• _Supplied data_:

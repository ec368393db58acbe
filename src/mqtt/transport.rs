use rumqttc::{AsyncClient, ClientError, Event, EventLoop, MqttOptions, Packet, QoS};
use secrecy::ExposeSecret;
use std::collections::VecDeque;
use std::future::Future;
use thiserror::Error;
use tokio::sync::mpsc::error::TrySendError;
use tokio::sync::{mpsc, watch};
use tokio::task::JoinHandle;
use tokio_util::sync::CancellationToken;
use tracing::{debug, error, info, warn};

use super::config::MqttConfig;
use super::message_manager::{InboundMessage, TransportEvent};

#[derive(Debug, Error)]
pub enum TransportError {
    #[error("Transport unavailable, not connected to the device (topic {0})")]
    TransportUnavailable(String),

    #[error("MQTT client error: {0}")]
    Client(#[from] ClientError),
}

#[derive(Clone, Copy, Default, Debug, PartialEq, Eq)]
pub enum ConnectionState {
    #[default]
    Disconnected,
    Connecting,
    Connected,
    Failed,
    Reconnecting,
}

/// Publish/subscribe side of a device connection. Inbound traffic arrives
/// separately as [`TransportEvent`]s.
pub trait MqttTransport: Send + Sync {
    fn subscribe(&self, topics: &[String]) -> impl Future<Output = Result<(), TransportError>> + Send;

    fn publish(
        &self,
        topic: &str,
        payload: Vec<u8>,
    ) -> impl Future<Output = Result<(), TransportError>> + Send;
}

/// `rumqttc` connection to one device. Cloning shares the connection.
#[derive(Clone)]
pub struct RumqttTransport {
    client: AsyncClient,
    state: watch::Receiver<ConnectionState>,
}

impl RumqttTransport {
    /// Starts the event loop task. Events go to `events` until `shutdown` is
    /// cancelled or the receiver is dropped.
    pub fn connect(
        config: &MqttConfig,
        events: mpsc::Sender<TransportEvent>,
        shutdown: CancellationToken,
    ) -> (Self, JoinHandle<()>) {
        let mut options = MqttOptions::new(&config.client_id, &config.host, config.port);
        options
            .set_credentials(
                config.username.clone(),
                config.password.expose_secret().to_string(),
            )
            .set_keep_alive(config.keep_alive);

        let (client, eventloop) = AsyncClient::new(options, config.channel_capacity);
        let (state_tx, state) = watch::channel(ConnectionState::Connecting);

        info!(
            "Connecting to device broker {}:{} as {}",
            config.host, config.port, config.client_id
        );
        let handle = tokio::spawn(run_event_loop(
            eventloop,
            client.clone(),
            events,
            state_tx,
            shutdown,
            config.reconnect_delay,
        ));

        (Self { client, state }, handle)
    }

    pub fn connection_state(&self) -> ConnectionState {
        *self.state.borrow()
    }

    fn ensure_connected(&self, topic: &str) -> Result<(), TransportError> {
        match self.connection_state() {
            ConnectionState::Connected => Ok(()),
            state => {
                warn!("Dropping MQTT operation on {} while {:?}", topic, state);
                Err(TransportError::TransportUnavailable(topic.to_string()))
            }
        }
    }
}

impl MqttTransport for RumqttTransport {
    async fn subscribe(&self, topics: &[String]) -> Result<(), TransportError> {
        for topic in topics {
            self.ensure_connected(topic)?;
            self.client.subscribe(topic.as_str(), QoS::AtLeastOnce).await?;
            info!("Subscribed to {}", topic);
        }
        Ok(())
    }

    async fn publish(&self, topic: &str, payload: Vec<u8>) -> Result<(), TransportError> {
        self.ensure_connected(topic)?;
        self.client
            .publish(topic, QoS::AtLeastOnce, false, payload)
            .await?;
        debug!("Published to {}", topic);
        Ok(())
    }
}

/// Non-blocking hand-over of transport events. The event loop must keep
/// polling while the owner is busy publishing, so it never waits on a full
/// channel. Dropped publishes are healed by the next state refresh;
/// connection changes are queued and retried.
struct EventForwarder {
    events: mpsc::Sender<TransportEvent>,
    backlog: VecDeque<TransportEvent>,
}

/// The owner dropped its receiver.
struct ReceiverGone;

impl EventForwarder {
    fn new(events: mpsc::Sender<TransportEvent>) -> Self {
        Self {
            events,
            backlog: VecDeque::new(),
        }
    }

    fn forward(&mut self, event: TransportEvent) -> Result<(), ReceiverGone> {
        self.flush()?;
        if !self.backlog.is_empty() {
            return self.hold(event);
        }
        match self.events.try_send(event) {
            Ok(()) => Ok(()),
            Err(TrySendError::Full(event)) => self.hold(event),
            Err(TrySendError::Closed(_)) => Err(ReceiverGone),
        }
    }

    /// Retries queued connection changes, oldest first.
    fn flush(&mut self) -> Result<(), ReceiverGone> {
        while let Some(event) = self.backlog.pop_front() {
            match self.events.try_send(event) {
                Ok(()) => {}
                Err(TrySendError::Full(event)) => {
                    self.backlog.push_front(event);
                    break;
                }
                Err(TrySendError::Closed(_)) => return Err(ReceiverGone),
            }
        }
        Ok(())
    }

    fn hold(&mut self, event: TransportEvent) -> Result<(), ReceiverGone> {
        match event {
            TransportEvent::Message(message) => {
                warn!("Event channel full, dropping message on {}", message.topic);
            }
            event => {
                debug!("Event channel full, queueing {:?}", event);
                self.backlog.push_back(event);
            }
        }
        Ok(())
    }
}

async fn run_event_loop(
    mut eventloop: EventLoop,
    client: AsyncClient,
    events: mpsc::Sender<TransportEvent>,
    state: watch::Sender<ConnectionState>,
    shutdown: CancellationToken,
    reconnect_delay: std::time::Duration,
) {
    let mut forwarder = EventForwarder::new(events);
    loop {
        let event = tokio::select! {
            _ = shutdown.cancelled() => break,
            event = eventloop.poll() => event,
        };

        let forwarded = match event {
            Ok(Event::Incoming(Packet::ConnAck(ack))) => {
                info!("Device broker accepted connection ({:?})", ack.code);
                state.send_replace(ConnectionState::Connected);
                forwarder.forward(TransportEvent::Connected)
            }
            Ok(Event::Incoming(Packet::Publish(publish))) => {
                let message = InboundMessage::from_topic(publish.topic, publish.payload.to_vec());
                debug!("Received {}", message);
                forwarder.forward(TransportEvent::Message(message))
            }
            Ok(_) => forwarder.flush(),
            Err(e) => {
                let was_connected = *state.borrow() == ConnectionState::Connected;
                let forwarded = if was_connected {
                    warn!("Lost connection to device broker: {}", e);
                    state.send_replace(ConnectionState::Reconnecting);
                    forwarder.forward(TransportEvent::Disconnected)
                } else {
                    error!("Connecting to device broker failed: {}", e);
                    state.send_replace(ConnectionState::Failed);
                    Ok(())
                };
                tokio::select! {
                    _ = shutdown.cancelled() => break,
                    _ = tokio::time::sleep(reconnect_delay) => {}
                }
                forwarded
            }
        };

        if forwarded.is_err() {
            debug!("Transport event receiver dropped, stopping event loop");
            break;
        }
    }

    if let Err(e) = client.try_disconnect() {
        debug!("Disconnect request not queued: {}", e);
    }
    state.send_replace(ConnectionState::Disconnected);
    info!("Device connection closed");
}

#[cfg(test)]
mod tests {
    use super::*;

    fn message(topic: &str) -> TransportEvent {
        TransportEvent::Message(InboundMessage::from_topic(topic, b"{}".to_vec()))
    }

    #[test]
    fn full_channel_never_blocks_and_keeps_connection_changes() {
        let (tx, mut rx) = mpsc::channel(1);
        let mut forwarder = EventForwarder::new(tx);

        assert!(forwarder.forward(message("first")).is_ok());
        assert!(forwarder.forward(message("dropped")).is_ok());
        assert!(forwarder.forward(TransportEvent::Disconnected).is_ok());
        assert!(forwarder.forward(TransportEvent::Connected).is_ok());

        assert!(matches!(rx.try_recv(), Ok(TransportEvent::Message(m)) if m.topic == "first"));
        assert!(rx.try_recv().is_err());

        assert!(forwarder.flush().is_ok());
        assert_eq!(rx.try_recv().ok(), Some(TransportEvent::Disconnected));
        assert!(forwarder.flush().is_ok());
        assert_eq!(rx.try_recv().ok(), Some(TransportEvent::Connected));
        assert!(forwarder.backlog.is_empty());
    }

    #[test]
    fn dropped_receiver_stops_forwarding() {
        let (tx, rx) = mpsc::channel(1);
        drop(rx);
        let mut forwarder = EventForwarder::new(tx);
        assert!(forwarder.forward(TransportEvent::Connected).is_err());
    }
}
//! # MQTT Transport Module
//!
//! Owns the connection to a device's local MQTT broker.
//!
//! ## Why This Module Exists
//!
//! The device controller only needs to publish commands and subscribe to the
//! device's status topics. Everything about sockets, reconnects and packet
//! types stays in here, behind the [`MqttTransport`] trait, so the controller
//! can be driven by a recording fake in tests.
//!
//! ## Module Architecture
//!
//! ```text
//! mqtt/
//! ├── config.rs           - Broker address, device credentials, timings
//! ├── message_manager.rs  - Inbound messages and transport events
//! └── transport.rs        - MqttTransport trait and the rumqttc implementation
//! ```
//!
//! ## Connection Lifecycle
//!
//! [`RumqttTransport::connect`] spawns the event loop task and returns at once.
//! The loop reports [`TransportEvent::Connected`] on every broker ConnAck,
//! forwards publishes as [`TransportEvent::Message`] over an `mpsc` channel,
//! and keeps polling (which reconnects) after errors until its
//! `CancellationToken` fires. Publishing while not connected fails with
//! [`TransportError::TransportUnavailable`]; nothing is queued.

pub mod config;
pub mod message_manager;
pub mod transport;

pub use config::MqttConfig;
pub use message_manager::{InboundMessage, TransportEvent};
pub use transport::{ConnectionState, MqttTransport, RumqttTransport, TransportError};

• _Exercise_:
Where a line of the entries contains "shutdown", report that line.

• _Answer space_:
    /// Starts the event loop task. Events go to `events` until `shutdown` is
        shutdown: CancellationToken,
            shutdown,
    shutdown: CancellationToken,
            _ = shutdown.cancelled() => break,
                    _ = shutdown.cancelled() => break,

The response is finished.